#### What is being asked
Write out, unaltered, each line from the top of the records below down to the line where "pub struct SourceArtifact" appears, that line included.

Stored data
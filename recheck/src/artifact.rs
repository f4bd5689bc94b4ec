//! Artifact loading and filename metadata parsing.
//!
//! An artifact is one generated source file, named by the convention
//! `<test_id>_t<float>_s<int>_k<int>_p<float>.py` where each generation
//! parameter token is optional and may appear in any position. Tokens that
//! match none of the parameter patterns are joined by `_` to form the test
//! identifier.

use std::fs;
use std::path::Path;
use std::sync::LazyLock;

use anyhow::{Context, Result};
use regex::Regex;
use serde::Serialize;

/// One generated source file. Immutable once read; consumed by recovery.
#[derive(Debug, Clone)]
pub struct SourceArtifact {
    pub filename: String,
    pub text: String,
}

impl SourceArtifact {
    /// Read an artifact from disk. An unreadable file (missing, not UTF-8)
    /// is an input error for that artifact only.
    pub fn load(path: &Path) -> Result<Self> {
        let filename = path
            .file_name()
            .and_then(|name| name.to_str())
            .map(str::to_string)
            .with_context(|| format!("artifact path {} has no usable filename", path.display()))?;
        let text = fs::read_to_string(path)
            .with_context(|| format!("read artifact {}", path.display()))?;
        Ok(Self { filename, text })
    }
}

/// Generation metadata encoded in an artifact's filename.
#[derive(Debug, Clone, Default, PartialEq, Serialize)]
pub struct ArtifactMeta {
    /// Leftover filename tokens joined by `_`.
    pub test_id: String,
    /// Sampling temperature (`t` token).
    pub t: Option<f64>,
    /// Random seed (`s` token).
    pub s: Option<i64>,
    /// Top-k (`k` token).
    pub k: Option<i64>,
    /// Top-p (`p` token).
    pub p: Option<f64>,
}

static T_TOKEN: LazyLock<Regex> = LazyLock::new(|| Regex::new(r"^t(\d+(\.\d+)?)$").unwrap());
static S_TOKEN: LazyLock<Regex> = LazyLock::new(|| Regex::new(r"^s(\d+)$").unwrap());
static K_TOKEN: LazyLock<Regex> = LazyLock::new(|| Regex::new(r"^k(\d+)$").unwrap());
static P_TOKEN: LazyLock<Regex> = LazyLock::new(|| Regex::new(r"^p(\d+(\.\d+)?)$").unwrap());

/// Parse generation metadata out of an artifact filename.
///
/// The `.py` suffix is stripped before tokenizing; a filename without it is
/// an input-format error.
pub fn parse_filename(filename: &str) -> Result<ArtifactMeta> {
    let stem = filename
        .strip_suffix(".py")
        .with_context(|| format!("artifact filename {filename:?} must end with .py"))?;

    let mut meta = ArtifactMeta::default();
    let mut id_parts = Vec::new();
    for part in stem.split('_') {
        if let Some(caps) = T_TOKEN.captures(part) {
            meta.t = Some(caps[1].parse().context("parse t token")?);
        } else if let Some(caps) = S_TOKEN.captures(part) {
            meta.s = Some(caps[1].parse().context("parse s token")?);
        } else if let Some(caps) = K_TOKEN.captures(part) {
            meta.k = Some(caps[1].parse().context("parse k token")?);
        } else if let Some(caps) = P_TOKEN.captures(part) {
            meta.p = Some(caps[1].parse().context("parse p token")?);
        } else {
            id_parts.push(part);
        }
    }
    meta.test_id = id_parts.join("_");
    Ok(meta)
}

#[cfg(test)]
mod tests {
    use super::*;

    #[test]
    fn parses_full_parameter_set() {
        let meta = parse_filename("task7_t0.2_s2_k50_p0.9.py").expect("parse");
        assert_eq!(meta.test_id, "task7");
        assert_eq!(meta.t, Some(0.2));
        assert_eq!(meta.s, Some(2));
        assert_eq!(meta.k, Some(50));
        assert_eq!(meta.p, Some(0.9));
    }

    #[test]
    fn bare_name_has_no_parameters() {
        let meta = parse_filename("task7.py").expect("parse");
        assert_eq!(meta.test_id, "task7");
        assert_eq!(meta.t, None);
        assert_eq!(meta.s, None);
        assert_eq!(meta.k, None);
        assert_eq!(meta.p, None);
    }

    #[test]
    fn leftover_tokens_join_across_parameters() {
        // Parameter tokens are classified wherever they appear; everything
        // else keeps its relative order in the test id.
        let meta = parse_filename("mbpp_t0.5_56_checks_s1.py").expect("parse");
        assert_eq!(meta.test_id, "mbpp_56_checks");
        assert_eq!(meta.t, Some(0.5));
        assert_eq!(meta.s, Some(1));
    }

    #[test]
    fn integer_temperature_parses() {
        let meta = parse_filename("task_t1.py").expect("parse");
        assert_eq!(meta.t, Some(1.0));
    }

    #[test]
    fn lookalike_tokens_stay_in_test_id() {
        // `t` followed by non-digits is not a temperature token.
        let meta = parse_filename("true_story_s3.py").expect("parse");
        assert_eq!(meta.test_id, "true_story");
        assert_eq!(meta.s, Some(3));
        assert_eq!(meta.t, None);
    }

    #[test]
    fn missing_extension_is_an_error() {
        let err = parse_filename("task7").expect_err("no extension");
        assert!(err.to_string().contains("must end with .py"));
    }
}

#### Solution to this task
filename recheck/src/artifact.rs
repository f4bd5689bc94b4ec
//! Artifact loading and filename metadata parsing.
//!
//! An artifact is one generated source file, named by the convention
//! `<test_id>_t<float>_s<int>_k<int>_p<float>.py` where each generation
//! parameter token is optional and may appear in any position. Tokens that
//! match none of the parameter patterns are joined by `_` to form the test
//! identifier.

use std::fs;
use std::path::Path;
use std::sync::LazyLock;

use anyhow::{Context, Result};
use regex::Regex;
use serde::Serialize;

/// One generated source file. Immutable once read; consumed by recovery.
#[derive(Debug, Clone)]
pub struct SourceArtifact {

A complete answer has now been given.